Redacción
Se sabe que el granado era cultivado en tiempos muy remotos porque se han encontrado indicios del consumo de esta fruta en tumbas egipcias de 2 mil 500 años antes de la era cristiana.
Aunque las granadas empiezan a aparecer en los mercados a mediados de septiembre, es entrado el otoño cuando esta fruta nos ofrece sus granos en toda su plenitud, y se mantiene hasta finales de enero.

Cómo elegirlas

Conviene elegir la fruta sin cortes ni magulladuras. Una granada de calidad se presenta ausente de grietas de crecimiento y sin arrugas en la piel, que pueden ser una consecuencia de retraso en su recolección.
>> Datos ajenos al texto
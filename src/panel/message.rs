use std::path::PathBuf;

use serde::{Deserialize, Serialize};
use thiserror::Error;

/// Messages posted by the panel's page script.
#[derive(Debug, Clone, PartialEq, Eq, Serialize, Deserialize)]
#[serde(tag = "type")]
pub enum PanelMessage {
	/// The user clicked the displayed image.
	#[serde(rename = "openImageFile")]
	OpenImageFile { file: PathBuf },
}

/// Errors raised while decoding a panel message.
#[derive(Debug, Error)]
pub enum MessageError {
	#[error("panel message is not valid JSON: {0}")]
	Malformed(#[source] serde_json::Error),

	#[error("unsupported panel message type '{0}'")]
	UnknownType(String),
}

impl PanelMessage {
	/// Decode a message payload as posted by the page script.
	pub fn from_json(payload: &str) -> Result<Self, MessageError> {
		let value: serde_json::Value =
			serde_json::from_str(payload).map_err(MessageError::Malformed)?;
		Self::from_value(value)
	}

	pub fn from_value(value: serde_json::Value) -> Result<Self, MessageError> {
		let kind = value
			.get("type")
			.and_then(serde_json::Value::as_str)
			.unwrap_or_default()
			.to_owned();

		match kind.as_str() {
			"openImageFile" => serde_json::from_value(value).map_err(MessageError::Malformed),
			_ => Err(MessageError::UnknownType(kind)),
		}
	}
}

#[cfg(test)]
mod tests {
	use super::*;

	#[test]
	fn decodes_open_image_file() {
		let message = PanelMessage::from_json(r#"{"type":"openImageFile","file":"/w/a.png"}"#)
			.expect("decodes");
		assert_eq!(
			message,
			PanelMessage::OpenImageFile {
				file: PathBuf::from("/w/a.png")
			}
		);
	}

	#[test]
	fn unknown_types_are_reported() {
		let err = PanelMessage::from_json(r#"{"type":"zoom"}"#).unwrap_err();
		assert!(matches!(err, MessageError::UnknownType(kind) if kind == "zoom"));
	}

	#[test]
	fn missing_file_is_malformed() {
		let err = PanelMessage::from_json(r#"{"type":"openImageFile"}"#).unwrap_err();
		assert!(matches!(err, MessageError::Malformed(_)));
	}

	#[test]
	fn invalid_json_is_malformed() {
		assert!(matches!(
			PanelMessage::from_json("{not json"),
			Err(MessageError::Malformed(_))
		));
	}
}
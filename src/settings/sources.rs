use std::env;
use std::path::PathBuf;

use anyhow::{Result, anyhow};
use config::{Config, ConfigError, Environment, File};
use imgcomments::app_dirs;

use crate::cli::CliArgs;

pub(super) const ENV_PREFIX: &str = "imgcomments";

/// Build a [`Config`] instance by combining default locations with CLI overrides.
pub(super) fn build_config(cli: &CliArgs) -> Result<Config> {
	let mut builder = Config::builder();

	if !cli.no_config {
		for path in default_config_files() {
			builder = builder.add_source(File::from(path).required(false));
		}
	}

	for path in &cli.config {
		builder = builder.add_source(File::from(path.clone()).required(true));
	}

	builder = builder.add_source(
		Environment::with_prefix(ENV_PREFIX)
			.separator("__")
			.try_parsing(true)
			.list_separator(",")
			.with_list_parse_key("workspace.folders"),
	);

	builder.build().map_err(|err| match err {
		ConfigError::Frozen => anyhow!("configuration builder is frozen"),
		other => other.into(),
	})
}

/// Discover the default configuration file locations that should be consulted.
pub(super) fn default_config_files() -> Vec<PathBuf> {
	let mut files = Vec::new();

	if let Ok(dir) = app_dirs::get_config_dir() {
		files.push(dir.join("config.toml"));
	}

	if let Ok(current_dir) = env::current_dir() {
		files.push(current_dir.join(".imgcomments.toml"));
		files.push(current_dir.join("imgcomments.toml"));
	}

	files
}
//! Host collaborators used during path resolution.
//!
//! An editor knows which folders make up the open workspace and can answer
//! whether a file exists. Both are expressed as traits so the resolver stays
//! independent of any particular host; [`WorkspaceFolders`] and [`DiskProbe`]
//! are the implementations used by the command-line front end.

use std::fs;
use std::path::{Component, Path, PathBuf};

/// Maps absolute paths to the workspace folder that contains them.
pub trait WorkspaceResolver {
	/// Return the innermost workspace folder containing `path`, if any.
	fn folder_for(&self, path: &Path) -> Option<PathBuf>;

	/// Render `path` relative to its workspace folder, or verbatim when it
	/// lies outside the workspace.
	fn relative_path(&self, path: &Path) -> String {
		match self.folder_for(path) {
			Some(folder) => match path.strip_prefix(&folder) {
				Ok(rel) if rel.components().next().is_some() => rel.display().to_string(),
				_ => path.display().to_string(),
			},
			None => path.display().to_string(),
		}
	}
}

/// Synchronous existence check for regular files.
pub trait FileProbe {
	fn is_file(&self, path: &Path) -> bool;
}

/// A fixed set of workspace root folders.
#[derive(Debug, Clone, Default, PartialEq, Eq)]
pub struct WorkspaceFolders {
	folders: Vec<PathBuf>,
}

impl WorkspaceFolders {
	pub fn new<I, P>(folders: I) -> Self
	where
		I: IntoIterator<Item = P>,
		P: Into<PathBuf>,
	{
		let mut folders: Vec<PathBuf> = folders.into_iter().map(Into::into).collect();
		folders.dedup();
		Self { folders }
	}

	pub fn folders(&self) -> &[PathBuf] {
		&self.folders
	}
}

impl WorkspaceResolver for WorkspaceFolders {
	fn folder_for(&self, path: &Path) -> Option<PathBuf> {
		self.folders
			.iter()
			.filter(|folder| path.starts_with(folder))
			.max_by_key(|folder| folder.components().count())
			.cloned()
	}
}

/// Spell `path` the way every other path handed to the resolver is spelled.
///
/// Existing paths are canonicalized. Paths that do not exist are made
/// absolute with `.` and `..` segments removed lexically.
pub fn normalize_path(path: &Path) -> PathBuf {
	if let Ok(canonical) = fs::canonicalize(path) {
		return canonical;
	}

	let absolute = std::path::absolute(path).unwrap_or_else(|_| path.to_path_buf());
	let mut normalized = PathBuf::new();
	for component in absolute.components() {
		match component {
			Component::CurDir => {}
			Component::ParentDir => {
				normalized.pop();
			}
			other => normalized.push(other),
		}
	}
	normalized
}

/// [`FileProbe`] backed by the local filesystem.
#[derive(Debug, Clone, Copy, Default)]
pub struct DiskProbe;

impl FileProbe for DiskProbe {
	fn is_file(&self, path: &Path) -> bool {
		fs::metadata(path).is_ok_and(|metadata| metadata.is_file())
	}
}

#[cfg(test)]
mod tests {
	use std::fs;

	use tempfile::tempdir;

	use super::*;

	#[test]
	fn innermost_folder_wins() {
		let workspace = WorkspaceFolders::new(["/work", "/work/app", "/other"]);
		assert_eq!(
			workspace.folder_for(Path::new("/work/app/src/main.rs")),
			Some(PathBuf::from("/work/app"))
		);
		assert_eq!(
			workspace.folder_for(Path::new("/work/docs/readme.md")),
			Some(PathBuf::from("/work"))
		);
		assert_eq!(workspace.folder_for(Path::new("/elsewhere/file")), None);
	}

	#[test]
	fn folder_matching_is_component_based() {
		let workspace = WorkspaceFolders::new(["/work/app"]);
		assert_eq!(workspace.folder_for(Path::new("/work/application/x")), None);
	}

	#[test]
	fn relative_path_strips_the_containing_folder() {
		let workspace = WorkspaceFolders::new(["/work"]);
		assert_eq!(
			workspace.relative_path(Path::new("/work/assets/logo.png")),
			Path::new("assets").join("logo.png").display().to_string()
		);
		assert_eq!(
			workspace.relative_path(Path::new("/tmp/logo.png")),
			Path::new("/tmp/logo.png").display().to_string()
		);
	}

	#[test]
	fn normalize_resolves_parent_segments_of_existing_paths() {
		let dir = tempdir().unwrap();
		fs::create_dir_all(dir.path().join("proj")).unwrap();
		fs::create_dir_all(dir.path().join("other")).unwrap();
		fs::write(dir.path().join("proj").join("doc.md"), "").unwrap();

		let dotted = dir.path().join("other").join("..").join("proj").join("doc.md");
		assert_eq!(
			normalize_path(&dotted),
			fs::canonicalize(dir.path().join("proj").join("doc.md")).unwrap()
		);
	}

	#[test]
	fn normalize_cleans_missing_paths_lexically() {
		assert_eq!(
			normalize_path(Path::new("/no/such/./dir/../file.md")),
			PathBuf::from("/no/such/file.md")
		);
	}

	#[test]
	fn disk_probe_only_accepts_regular_files() {
		let dir = tempdir().unwrap();
		let file = dir.path().join("image.png");
		fs::write(&file, b"png").unwrap();

		assert!(DiskProbe.is_file(&file));
		assert!(!DiskProbe.is_file(dir.path()));
		assert!(!DiskProbe.is_file(&dir.path().join("missing.png")));
	}
}
use std::fmt;

#[derive(Debug, Clone, PartialEq, Eq)]
pub(crate) enum SettingSource {
	CliFlag(&'static str),
	Environment(&'static str),
	ConfigKey(&'static str),
}

impl fmt::Display for SettingSource {
	fn fmt(&self, f: &mut fmt::Formatter<'_>) -> fmt::Result {
		match self {
			Self::CliFlag(flag) => write!(f, "CLI flag `{flag}`"),
			Self::Environment(var) => write!(f, "environment variable `{var}`"),
			Self::ConfigKey(key) => write!(f, "configuration key `{key}`"),
		}
	}
}

#[derive(Debug, Default, Clone)]
pub(crate) struct ConfigSources {
	pub(crate) workspace_folders: Option<SettingSource>,
	pub(crate) page_title: Option<SettingSource>,
	pub(crate) output_format: Option<SettingSource>,
}

impl ConfigSources {
	pub(crate) fn source_for_workspace_folders(&self) -> SettingSource {
		self.workspace_folders
			.clone()
			.unwrap_or(SettingSource::ConfigKey("workspace.folders"))
	}

	pub(crate) fn source_for_page_title(&self) -> SettingSource {
		self.page_title
			.clone()
			.unwrap_or(SettingSource::ConfigKey("panel.page_title"))
	}

	pub(crate) fn source_for_output_format(&self) -> SettingSource {
		self.output_format
			.clone()
			.unwrap_or(SettingSource::ConfigKey("output.format"))
	}
}
//! Structured logging setup for the command-line front end.
//!
//! Library code only emits `tracing` events; installing a subscriber is left
//! to the binary so embedders keep control over their own output.

use anyhow::{Result, anyhow};
use tracing_subscriber::EnvFilter;

/// Environment variable holding a `tracing` filter directive.
pub const LOG_ENV: &str = "IMGCOMMENTS_LOG";

pub const DEFAULT_LEVEL: &str = "warn";

/// Build the filter from [`LOG_ENV`], falling back to `level`.
pub fn filter(level: Option<&str>) -> Result<EnvFilter> {
	if let Ok(filter) = EnvFilter::try_from_env(LOG_ENV) {
		return Ok(filter);
	}

	let directive = level.unwrap_or(DEFAULT_LEVEL);
	EnvFilter::try_new(directive).map_err(|err| anyhow!("invalid log level '{directive}': {err}"))
}

/// Install a stderr subscriber. Calling this twice is harmless.
pub fn initialize(level: Option<&str>) -> Result<()> {
	let filter = filter(level)?;
	let _ = tracing_subscriber::fmt()
		.with_env_filter(filter)
		.with_writer(std::io::stderr)
		.with_target(false)
		.try_init();
	Ok(())
}
use std::env;
use std::path::PathBuf;

use anyhow::{Error, Result};
use imgcomments::normalize_path;
use imgcomments::view::DEFAULT_PAGE_TITLE;
use serde::Deserialize;

use crate::cli::{CliArgs, OutputFormat};

use super::resolved::{ConfigError, ConfigSources, ResolvedConfig, SettingSource};

/// `[workspace]` section.
#[derive(Debug, Clone, Default, Deserialize)]
#[serde(default)]
pub(super) struct WorkspaceSection {
	pub(super) folders: Option<Vec<PathBuf>>,
}

/// `[panel]` section.
#[derive(Debug, Clone, Default, Deserialize)]
#[serde(default)]
pub(super) struct PanelSection {
	pub(super) page_title: Option<String>,
}

/// `[output]` section.
#[derive(Debug, Clone, Default, Deserialize)]
#[serde(default)]
pub(super) struct OutputSection {
	pub(super) format: Option<String>,
}

/// `[log]` section.
#[derive(Debug, Clone, Default, Deserialize)]
#[serde(default)]
pub(super) struct LogSection {
	pub(super) level: Option<String>,
}

/// Mirror of the configuration file representation before CLI overrides and
/// validation are applied.
#[derive(Debug, Clone, Default, Deserialize)]
#[serde(default)]
pub(super) struct RawConfig {
	pub(super) workspace: WorkspaceSection,
	pub(super) panel: PanelSection,
	pub(super) output: OutputSection,
	pub(super) log: LogSection,
}

impl RawConfig {
	/// Apply CLI overrides on top of the raw configuration values.
	pub(super) fn apply_cli_overrides(&mut self, cli: &CliArgs) {
		if !cli.workspace.is_empty() {
			self.workspace.folders = Some(cli.workspace.clone());
		}
		if let Some(title) = &cli.page_title {
			self.panel.page_title = Some(title.clone());
		}
		if let Some(format) = cli.output {
			self.output.format = Some(format.as_str().to_string());
		}
		if let Some(level) = &cli.log_level {
			self.log.level = Some(level.clone());
		}
	}

	/// Convert the raw configuration into a [`ResolvedConfig`], validating and
	/// filling defaults where required.
	pub(super) fn resolve(self, cli: &CliArgs) -> Result<ResolvedConfig> {
		let sources = ConfigSources {
			workspace_folders: detect_source(
				!cli.workspace.is_empty(),
				self.workspace.folders.is_some(),
				"IMGCOMMENTS__WORKSPACE__FOLDERS",
				"--workspace",
				"workspace.folders",
			),
			page_title: detect_source(
				cli.page_title.is_some(),
				self.panel.page_title.is_some(),
				"IMGCOMMENTS__PANEL__PAGE_TITLE",
				"--page-title",
				"panel.page_title",
			),
			output_format: detect_source(
				cli.output.is_some(),
				self.output.format.is_some(),
				"IMGCOMMENTS__OUTPUT__FORMAT",
				"--output",
				"output.format",
			),
		};

		let workspace_folders = self
			.workspace
			.folders
			.unwrap_or_default()
			.into_iter()
			.map(|folder| normalize_path(&folder))
			.collect();

		let output = match self.output.format {
			Some(format) => OutputFormat::parse(&format).ok_or_else(|| {
				ConfigError::invalid(
					"output.format",
					format.clone(),
					sources.source_for_output_format(),
					"expected one of html, plain, json",
				)
			})?,
			None => OutputFormat::default(),
		};

		let config = ResolvedConfig {
			workspace_folders,
			page_title: self
				.panel
				.page_title
				.unwrap_or_else(|| DEFAULT_PAGE_TITLE.to_string()),
			output,
			log_level: self.log.level.filter(|level| !level.trim().is_empty()),
		};

		config.validate(&sources).map_err(Error::new)?;

		Ok(config)
	}
}

fn detect_source(
	cli_present: bool,
	value_present: bool,
	env_var: &'static str,
	cli_flag: &'static str,
	key: &'static str,
) -> Option<SettingSource> {
	if !value_present {
		return None;
	}

	if cli_present {
		return Some(SettingSource::CliFlag(cli_flag));
	}

	if env::var_os(env_var).is_some() {
		return Some(SettingSource::Environment(env_var));
	}

	Some(SettingSource::ConfigKey(key))
}
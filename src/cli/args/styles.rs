use std::fmt::Write;

use clap::builder::Styles;
use clap::builder::styling::{AnsiColor, Effects};
use imgcomments::{ACCEPTED_IMAGE_EXTENSIONS, app_dirs};

/// Produce the full version banner including the config directory.
pub(super) fn long_version() -> &'static str {
	let config_dir = match app_dirs::get_config_dir() {
		Ok(path) => path.display().to_string(),
		Err(err) => format!("unavailable ({err})"),
	};

	let mut details = format!("imgcomments {}", env!("CARGO_PKG_VERSION"));
	let _ = writeln!(details);
	let _ = writeln!(details, "config directory: {config_dir}");
	let _ = writeln!(
		details,
		"image formats: {}",
		ACCEPTED_IMAGE_EXTENSIONS.join(", ")
	);

	Box::leak(details.into_boxed_str())
}

/// Create the clap styles used for custom colour output.
pub(super) fn cli_styles() -> Styles {
	Styles::styled()
		.header(AnsiColor::Green.on_default().effects(Effects::BOLD))
		.usage(AnsiColor::Green.on_default().effects(Effects::BOLD))
		.literal(AnsiColor::Cyan.on_default())
		.placeholder(AnsiColor::Yellow.on_default())
}
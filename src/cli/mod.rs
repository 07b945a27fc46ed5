mod args;
mod events;
mod output;

pub(crate) use args::{CliArgs, OutputFormat, parse_cli};
pub(crate) use events::{EventSession, run_events};
pub(crate) use output::{print_index, print_view};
Es muy importante que la piel esté dura y tersa y que tenga un color vivo con matices marrones. Hay que elegir los ejemplares de buen tamaño y de elevado peso respecto a su tamaño. Se puede abrir cuando la cáscara adquiera un tono pardo. Las granadas se mantienen en buenas condiciones durante varios días si se conservan a temperatura ambiente. Si no se van a consumir inmediatamente, es preferible guardarlas en el refrigerador, y así se alarga su vida útil unas tres semanas.

Propiedades

Es una fruta de muy bajo valor calórico debido a su escaso contenido de hidratos de carbono. El componente mayoritario es el agua y en lo que se refiere a otros nutrientes, tan sólo destaca su aporte mineral de potasio. Este mineral es necesario para la transmisión y generación del impulso nervioso y para la actividad muscular normal, interviene en el equilibrio de agua dentro y fuera de la célula. Otros componentes destacables son el ácido cítrico (de acción desinfectante, alcaliniza la orina y potencia la acción de la vitamina C), málico, flavonoides (pigmentos de acción antioxidante) y los taninos. Estos últimos son sustancias con propiedades astringentes y antiinflamatorias.

Algunas de las acciones de los taninos son secar y desinflamar la mucosa intestinal (capa que tapiza el interior del conducto digestivo), por lo que resultan eficaces en el tratamiento de la diarrea. Los taninos se reconocen rápidamente por la sensación áspera que producen al paladar.